La dégradation de sa bonne volonté atteint un point de non-retour à la fin du texte lorsqu’il accompagne un cinéaste allemand à Auschwitz I et à Belzec. « [A]ssistant de Wim Wenders dans les années 1970 » ( Ibid. : 141), réalisateur de films « très esthétisants » ( Ibid. : 141), l’homme semble jouir d’une réputation importante et d’une aura artistique qui impressionnent d’abord le narrateur. Or, alors qu’il explore à ses côtés les camps, sur lesquels celui-ci compte faire un film, répondant à ses questions pratiques sur leur fonctionnement, il se rend compte que le cinéaste, bien qu’il soit très bien informé, semble lui aussi avoir des intentions cachées.
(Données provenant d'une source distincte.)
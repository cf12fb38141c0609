//! Compile-time tuning parameters shared by the source and every sink.
//!
//! This is a global config object in the sense the design notes describe
//! it: an immutable record with no mutation path. Unlike `pmoconfig`
//! (which loads a mutable YAML document behind a `lazy_static` singleton)
//! there is nothing here to load or override at runtime — every value is
//! a `const`, and `Config::dump()` only exists to hand the same table to
//! the `info` CLI subcommand or a log line.

use serde::Serialize;

/// Samples per channel per frame, derived from [`SAMPLE_RATE`] and
/// [`CHUNK_DURATION_MS`].
pub const SAMPLES_PER_FRAME: usize =
    (SAMPLE_RATE as usize * CHUNK_DURATION_MS as usize) / 1000;

/// Bytes per frame for the fixed S16LE stereo format:
/// `samplesPerFrame * channels * (bitDepth / 8)`.
pub const BYTES_PER_FRAME: usize =
    SAMPLES_PER_FRAME * CHANNELS as usize * (BIT_DEPTH as usize / 8);

pub const SAMPLE_RATE: u32 = 48_000;
pub const CHANNELS: u32 = 2;
pub const BIT_DEPTH: u32 = 16;
pub const CHUNK_DURATION_MS: u32 = 20;

pub const DEFAULT_PORT: u16 = 8765;

pub const SYNC_INTERVAL_MS: u64 = 1_000;
pub const SYNC_SAMPLES: usize = 5;

pub const TARGET_BUFFER_MS: f64 = 60.0;
pub const MIN_BUFFER_MS: f64 = 30.0;
pub const MAX_BUFFER_MS: f64 = 200.0;
pub const MAX_DRIFT_MS: f64 = 5.0;

/// The playout loop's poll period: `max(1ms, floor(chunkDurationMs / 4))`.
pub const PLAYOUT_POLL_MS: u64 = {
    let quarter = CHUNK_DURATION_MS as u64 / 4;
    if quarter < 1 { 1 } else { quarter }
};

/// Short delay used right after a frame is dispatched, to allow
/// back-to-back drains without waiting a full poll period.
pub const PLAYOUT_FAST_POLL_MS: u64 = 1;

/// The fixed PCM parameters a session announces and every sink must
/// match exactly. Carrying this as its own type (rather than five loose
/// constants) is what lets `ProtocolMismatch` be a single field
/// comparison at the sink.
#[derive(Debug, Clone, Copy, PartialEq, Eq, Serialize)]
pub struct PcmFormat {
    pub sample_rate: u32,
    pub channels: u32,
    pub bit_depth: u32,
    pub chunk_duration_ms: u32,
}

impl PcmFormat {
    pub const fn session_default() -> Self {
        Self {
            sample_rate: SAMPLE_RATE,
            channels: CHANNELS,
            bit_depth: BIT_DEPTH,
            chunk_duration_ms: CHUNK_DURATION_MS,
        }
    }

    pub const fn bytes_per_frame(&self) -> usize {
        let samples_per_frame = (self.sample_rate as usize * self.chunk_duration_ms as usize) / 1000;
        samples_per_frame * self.channels as usize * (self.bit_depth as usize / 8)
    }
}

impl Default for PcmFormat {
    fn default() -> Self {
        Self::session_default()
    }
}

/// Snapshot of every tuning constant, for the `info` CLI subcommand and
/// for logging at startup.
#[derive(Debug, Clone, Copy, Serialize)]
pub struct Config {
    pub sample_rate: u32,
    pub channels: u32,
    pub bit_depth: u32,
    pub chunk_duration_ms: u32,
    pub default_port: u16,
    pub sync_interval_ms: u64,
    pub sync_samples: usize,
    pub target_buffer_ms: f64,
    pub min_buffer_ms: f64,
    pub max_buffer_ms: f64,
    pub max_drift_ms: f64,
    pub samples_per_frame: usize,
    pub bytes_per_frame: usize,
}

/// Returns the one and only configuration. There is no setter: every
/// field is a compile-time constant, so this always returns the same
/// value — it exists purely to give the table a single call site.
pub fn dump() -> Config {
    Config {
        sample_rate: SAMPLE_RATE,
        channels: CHANNELS,
        bit_depth: BIT_DEPTH,
        chunk_duration_ms: CHUNK_DURATION_MS,
        default_port: DEFAULT_PORT,
        sync_interval_ms: SYNC_INTERVAL_MS,
        sync_samples: SYNC_SAMPLES,
        target_buffer_ms: TARGET_BUFFER_MS,
        min_buffer_ms: MIN_BUFFER_MS,
        max_buffer_ms: MAX_BUFFER_MS,
        max_drift_ms: MAX_DRIFT_MS,
        samples_per_frame: SAMPLES_PER_FRAME,
        bytes_per_frame: BYTES_PER_FRAME,
    }
}

#[cfg(test)]
mod tests {
    use super::*;

    #[test]
    fn derived_sizes_match_spec_literals() {
        assert_eq!(SAMPLES_PER_FRAME, 960);
        assert_eq!(BYTES_PER_FRAME, 3840);
    }

    #[test]
    fn pcm_format_default_matches_session_constants() {
        let fmt = PcmFormat::default();
        assert_eq!(fmt.sample_rate, SAMPLE_RATE);
        assert_eq!(fmt.bytes_per_frame(), BYTES_PER_FRAME);
    }

    #[test]
    fn dump_is_stable_across_calls() {
        let a = dump();
        let b = dump();
        assert_eq!(a.bytes_per_frame, b.bytes_per_frame);
        assert_eq!(a.default_port, DEFAULT_PORT);
    }
}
Le réalisateur, qui filme ces visites, inclut de plus en plus le guide dans les images qu’il capture, dévoilant progressivement le contenu réel de son film. Lorsque son assistante transfère au narrateur ses notes préliminaires, les pièces du casse-tête s’assemblent. Ces notes, disparates, présentent les thèmes qui motivent le travail du cinéaste :
[C]ommunauté de destin, Leni Riefenstahl filmant la visite du Führer à Auschwitz, le Juif Süss s’enrôlant dans l’armée israélienne, docu sur la nature autour des crématoires 3 et 4, expressions de regrets pour Jésus, Heidegger, outils, banquier poussant des corps dans un crématoire, caméra familiale, archives, désir sexuel, nudité, cheveux, besoin d’un Juif ! Qui ait l’air d’un Juif !
Il comprend que le Juif en question n’est nul autre que lui-même. Le cinéaste, en apparence bien intentionné, veut à sa manière – au final comme les autres – réinterpréter la mémoire à des fins personnelles, artistiques. Il cherche à utiliser les camps comme matériau filmique pour produire une œuvre qui mobilise plusieurs stéréotypes liés à l’imaginaire du nazisme et du cinéma expérimental. Au final, lui aussi, comme les jeunes israélien·ne·s, comme les officiers de l’armée, manipulent, détournent, se réapproprient la mémoire de ce que représentent aujourd’hui les camps d’extermination allemands.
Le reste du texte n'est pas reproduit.